Guidance for NIH Data Management & Sharing Plans

How to use this guidance

Version 1.0 (2022-10-07): This document will be updated regularly. For the most current version, visit this page https://research.iu.edu/policies/nih-data-mgmt-sharing-policy.html.

 Download a PDF copy of this guidance


This document provides guidance to support researchers in developing a Data Management & Sharing (DMS) Plan, as described in the National Institutes of Health (NIH) Final Policy on Data Management and Sharing and in supplemental information about the elements of a DMS Plan. It is aligned with the DMS Plan template provided by the NIH and enhanced with additional guidance, samples, and resources for support.

This guidance, along with a DMS Plan template in FireForm (available in November 2022), has been developed by the IU Research Data Management Plan Working Group.

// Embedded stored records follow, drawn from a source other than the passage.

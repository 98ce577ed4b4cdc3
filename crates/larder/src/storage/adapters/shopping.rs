//! Shopping list adapter.

use std::sync::Arc;

use chrono::{DateTime, Utc};

use larder_core::resource::{PartitionKey, ResourceKind, ShoppingListInput, ShoppingListRecord};
use larder_core::storage::{RepositoryError, Result};

use crate::storage::adapter::{attr_of, ResourceAdapter};
use crate::storage::repository::Repository;
use crate::storage::store::{StoreClient, UpdatePlan};

pub struct ShoppingListAdapter;

pub fn repository(store: Arc<dyn StoreClient>) -> Repository<ShoppingListAdapter> {
    Repository::new(store, ShoppingListAdapter)
}

impl ResourceAdapter for ShoppingListAdapter {
    type Record = ShoppingListRecord;
    type Input = ShoppingListInput;

    fn kind(&self) -> ResourceKind {
        ResourceKind::ShoppingList
    }

    fn on_create(
        &self,
        input: ShoppingListInput,
        now: DateTime<Utc>,
        account_id: &str,
        item_id: &str,
    ) -> Result<ShoppingListRecord> {
        let name = input
            .name
            .ok_or_else(|| RepositoryError::invalid_input("shopping list name is required"))?;
        Ok(ShoppingListRecord {
            pk: PartitionKey::new(account_id, self.kind()).encode(),
            sk: item_id.to_string(),
            name,
            items: input.items.unwrap_or_default(),
            owner: input.owner,
            expires_in: input.expires_in,
            update_token: input.update_token,
            shared: false,
            create_time: now,
            update_time: now,
        })
    }

    fn on_update(&self, input: &ShoppingListInput, plan: &mut UpdatePlan) -> Result<()> {
        if let Some(name) = &input.name {
            plan.set("name", attr_of(name)?);
        }
        if let Some(items) = &input.items {
            plan.set("items", attr_of(items)?);
        }
        if let Some(expires_in) = &input.expires_in {
            plan.set("expiresIn", attr_of(expires_in)?);
        }
        if let Some(update_token) = &input.update_token {
            plan.set("updateToken", attr_of(update_token)?);
        }
        Ok(())
    }
}
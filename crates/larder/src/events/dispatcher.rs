//! Change-record dispatcher.
//!
//! Handlers register in a fixed order; for each delivered record every
//! handler's filter runs in that order and the matching handlers apply in
//! that order. An apply failure is reported and counted but never blocks
//! the remaining handlers or the rest of the batch: the upstream delivery
//! mechanism redelivers at least once, so every apply is idempotent and
//! forward progress beats strict propagation.

use async_trait::async_trait;

use larder_core::storage::Result;

use super::record::ChangeRecord;

/// One registered reaction to committed mutations.
#[async_trait]
pub trait ChangeHandler: Send + Sync {
    /// Stable name used in failure logs.
    fn name(&self) -> &'static str;

    /// Synchronous match on the record; no side effects.
    fn filter(&self, record: &ChangeRecord) -> bool;

    /// Side effect for a matched record. Must tolerate being invoked twice
    /// on the same record.
    async fn apply(&self, record: &ChangeRecord) -> Result<()>;
}

/// Ordered handler registry processing one batch sequentially.
#[derive(Default)]
pub struct Dispatcher {
    handlers: Vec<Box<dyn ChangeHandler>>,
}

impl Dispatcher {
    pub fn new() -> Self {
        Self::default()
    }

    /// Append a handler; registration order is invocation order.
    pub fn register(mut self, handler: impl ChangeHandler + 'static) -> Self {
        self.handlers.push(Box::new(handler));
        self
    }

    /// Run every matching handler against one record, returning the number
    /// of failed applies.
    pub async fn dispatch(&self, record: &ChangeRecord) -> usize {
        let mut failures = 0;
        for handler in &self.handlers {
            if !handler.filter(record) {
                continue;
            }
            if let Err(err) = handler.apply(record).await {
                tracing::error!(
                    handler = handler.name(),
                    error = %err,
                    "change handler failed"
                );
                failures += 1;
            }
        }
        failures
    }

    /// Process one delivered batch sequentially, returning the total number
    /// of failed applies.
    pub async fn dispatch_batch(&self, records: &[ChangeRecord]) -> usize {
        let mut failures = 0;
        for record in records {
            failures += self.dispatch(record).await;
        }
        failures
    }
}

The following information is provided:

  • Policy description provides language from the NIH policy (NOT-OD-19-013) as well as the supplemental information describing the elements of a DMS Plan (NOT-OD-19-014).
  • Guidance offers additional information regarding the scope and level of detail suggested.
  • Sample responses – where possible, we have developed or adapted sample responses that represent common research scenarios, workflows, and issues. 

Instructions

  • Review this guidance document for support in meeting the baseline expectations set by the NIH policy.
  • Review the Program Announcement/Funding Opportunity Announcement/Request for Applications you intend to apply for to identify any additional requirements from Institutes, Centers, or Offices (ICO) related to data management and sharing. For example, some ICO may indicate use of specific repositories. 

Key Policy Resources

Data Type

Policy Description

Briefly describe the scientific data to be managed, preserved, and shared including:

  • Summarize the types (e.g., 256-channel EEG data and fMRI images) and amount (e.g., from 50 research participants) of scientific data to be generated and/or used in the research. Descriptions may include the data modality (e.g., imaging, genomic, mobile, survey), level of aggregation (e.g., individual, aggregated, summarized), and/or the degree of data processing.
  • Describe which scientific data from the project will be preserved and shared. NIH does not anticipate that researchers will preserve and share all scientific data generated in a study. Researchers should decide which scientific data to preserve and share based on ethical, legal, and technical factors. The plan should provide the reasoning for these decisions.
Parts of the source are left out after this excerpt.